About me
I am a Ph.D. student in the Programming Languages Lab at Peking University. My research focuses on explainable and trustworthy AI, especially model-agnostic local explanation methods for modern machine learning systems and large language models.
Recently, I have been working on making interpretability more practical: reducing the cost of explaining black-box LLMs, accelerating rule-based explanations, and turning explanations into actionable tools for model and prompt optimization.
Recent Publications
Focus-LIME: Surgical Interpretation of Long-Context Large Language Models via Proxy-Based Neighborhood Selection
IJCAI-ECAI 2026. Second author.
We propose a coarse-to-fine framework that uses a proxy model to select an optimized neighborhood for faithful, fine-grained explanations of long-context large language models.

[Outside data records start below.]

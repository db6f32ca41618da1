//! Pending-analysis queue
//!
//! Photos whose capture-time analysis could not reach the server. Each queued
//! item gets a placeholder journal record in the same atomic write, so the
//! user sees it immediately.

use crate::store::LocalStore;
use chrono::{DateTime, Utc};
use tracing::info;
use tripai_common::{LandmarkRecord, PendingItem, Result};

#[derive(Clone)]
pub struct PendingQueue {
    store: LocalStore,
}

impl PendingQueue {
    pub fn new(store: LocalStore) -> Self {
        Self { store }
    }

    /// Append one item and its placeholder record
    ///
    /// `photo_ref` is not validated; an unreadable photo fails at drain time
    /// and stays queued.
    pub async fn enqueue(
        &self,
        photo_ref: &str,
        latitude: Option<f64>,
        longitude: Option<f64>,
        created_at: DateTime<Utc>,
    ) -> Result<PendingItem> {
        let item = PendingItem::new(photo_ref, latitude, longitude, created_at);
        let placeholder = LandmarkRecord::placeholder(&item);

        let queued = item.clone();
        let total = self
            .store
            .update(move |c| {
                c.pending.push(queued);
                c.landmarks.push(placeholder);
                c.pending.len()
            })
            .await?;

        info!(pending_id = %item.id, pending = total, "Added to pending queue");
        Ok(item)
    }

    /// Queued items in enqueue order
    pub async fn items(&self) -> Vec<PendingItem> {
        self.store.pending().await
    }

    pub async fn count(&self) -> usize {
        self.store.pending().await.len()
    }

    pub async fn has_pending(&self) -> bool {
        self.count().await > 0
    }
}
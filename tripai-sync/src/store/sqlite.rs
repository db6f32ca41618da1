//! SQLite-backed key-value store
//!
//! One `kv_store(key, value)` table. `update_all` runs in a transaction opened
//! with `BEGIN IMMEDIATE`, so the write lock is held from the first read and
//! writers in other processes wait on the busy timeout.

use super::{BlobUpdate, KeyValueStore};
use async_trait::async_trait;
use sqlx::sqlite::SqlitePoolOptions;
use sqlx::{SqliteConnection, SqlitePool};
use std::path::Path;
use tripai_common::Result;

pub struct SqliteKvStore {
    pool: SqlitePool,
}

impl SqliteKvStore {
    /// Open (or create) the database file and ensure the table exists
    pub async fn open(db_path: &Path) -> Result<Self> {
        // Ensure parent directory exists
        if let Some(parent) = db_path.parent() {
            std::fs::create_dir_all(parent)?;
        }

        // mode=rwc: read, write, create
        let db_url = format!("sqlite://{}?mode=rwc", db_path.display());
        tracing::debug!("Connecting to database: {}", db_url);

        let pool = SqlitePool::connect(&db_url).await?;
        Self::from_pool(pool).await
    }

    /// Private in-memory database; a single connection keeps it one database
    pub async fn open_in_memory() -> Result<Self> {
        let pool = SqlitePoolOptions::new()
            .max_connections(1)
            .connect("sqlite::memory:")
            .await?;
        Self::from_pool(pool).await
    }

    pub async fn from_pool(pool: SqlitePool) -> Result<Self> {
        sqlx::query(
            r#"
            CREATE TABLE IF NOT EXISTS kv_store (
                key TEXT PRIMARY KEY,
                value TEXT NOT NULL
            )
            "#,
        )
        .execute(&pool)
        .await?;

        Ok(Self { pool })
    }

    pub fn pool(&self) -> &SqlitePool {
        &self.pool
    }
}

async fn select_value(conn: &mut SqliteConnection, key: &str) -> Result<Option<String>> {
    let row: Option<(String,)> = sqlx::query_as("SELECT value FROM kv_store WHERE key = ?")
        .bind(key)
        .fetch_optional(conn)
        .await?;

    Ok(row.map(|(value,)| value))
}

async fn upsert_value(conn: &mut SqliteConnection, key: &str, value: &str) -> Result<()> {
    sqlx::query(
        r#"
        INSERT INTO kv_store (key, value) VALUES (?, ?)
        ON CONFLICT(key) DO UPDATE SET value = excluded.value
        "#,
    )
    .bind(key)
    .bind(value)
    .execute(conn)
    .await?;
    Ok(())
}

#[async_trait]
impl KeyValueStore for SqliteKvStore {
    async fn get(&self, key: &str) -> Result<Option<String>> {
        let mut conn = self.pool.acquire().await?;
        select_value(&mut conn, key).await
    }

    async fn update_all(&self, keys: &[&str], f: BlobUpdate<'_>) -> Result<()> {
        // Dropping `tx` before commit rolls back
        let mut tx = self.pool.begin_with("BEGIN IMMEDIATE").await?;

        let mut current = Vec::with_capacity(keys.len());
        for key in keys {
            current.push(select_value(&mut tx, key).await?);
        }

        let values = f(current)?;
        for (key, value) in keys.iter().zip(&values) {
            upsert_value(&mut tx, key, value).await?;
        }

        tx.commit().await?;
        Ok(())
    }
}
//! In-process key-value store

use super::{BlobUpdate, KeyValueStore};
use async_trait::async_trait;
use std::collections::HashMap;
use tokio::sync::RwLock;
use tripai_common::Result;

/// HashMap-backed store; contents vanish with the process
#[derive(Debug, Default)]
pub struct MemoryKvStore {
    entries: RwLock<HashMap<String, String>>,
}

impl MemoryKvStore {
    pub fn new() -> Self {
        Self::default()
    }
}

#[async_trait]
impl KeyValueStore for MemoryKvStore {
    async fn get(&self, key: &str) -> Result<Option<String>> {
        Ok(self.entries.read().await.get(key).cloned())
    }

    async fn update_all(&self, keys: &[&str], f: BlobUpdate<'_>) -> Result<()> {
        let mut map = self.entries.write().await;
        let current = keys.iter().map(|key| map.get(*key).cloned()).collect();
        let values = f(current)?;
        for (key, value) in keys.iter().zip(values) {
            map.insert((*key).to_string(), value);
        }
        Ok(())
    }
}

[Paper] [arXiv]MAnchors: Memorization-Based Acceleration of Anchors via Rule Reuse and Transformation
ICML 2026. First author.
We propose a memorization-based acceleration framework for Anchors, reusing and transforming previously generated rules to reduce explanation time while preserving fidelity and understandability.
[Paper]Revitalizing Black-Box Interpretability: Actionable Interpretability for LLMs via Proxy Models
ACL 2026. Second author.
We introduce a budget-friendly proxy framework for LLM interpretability, using efficient models plus a statistical screen-and-apply mechanism to approximate expensive black-box explanations and support prompt compression and poisoned example removal.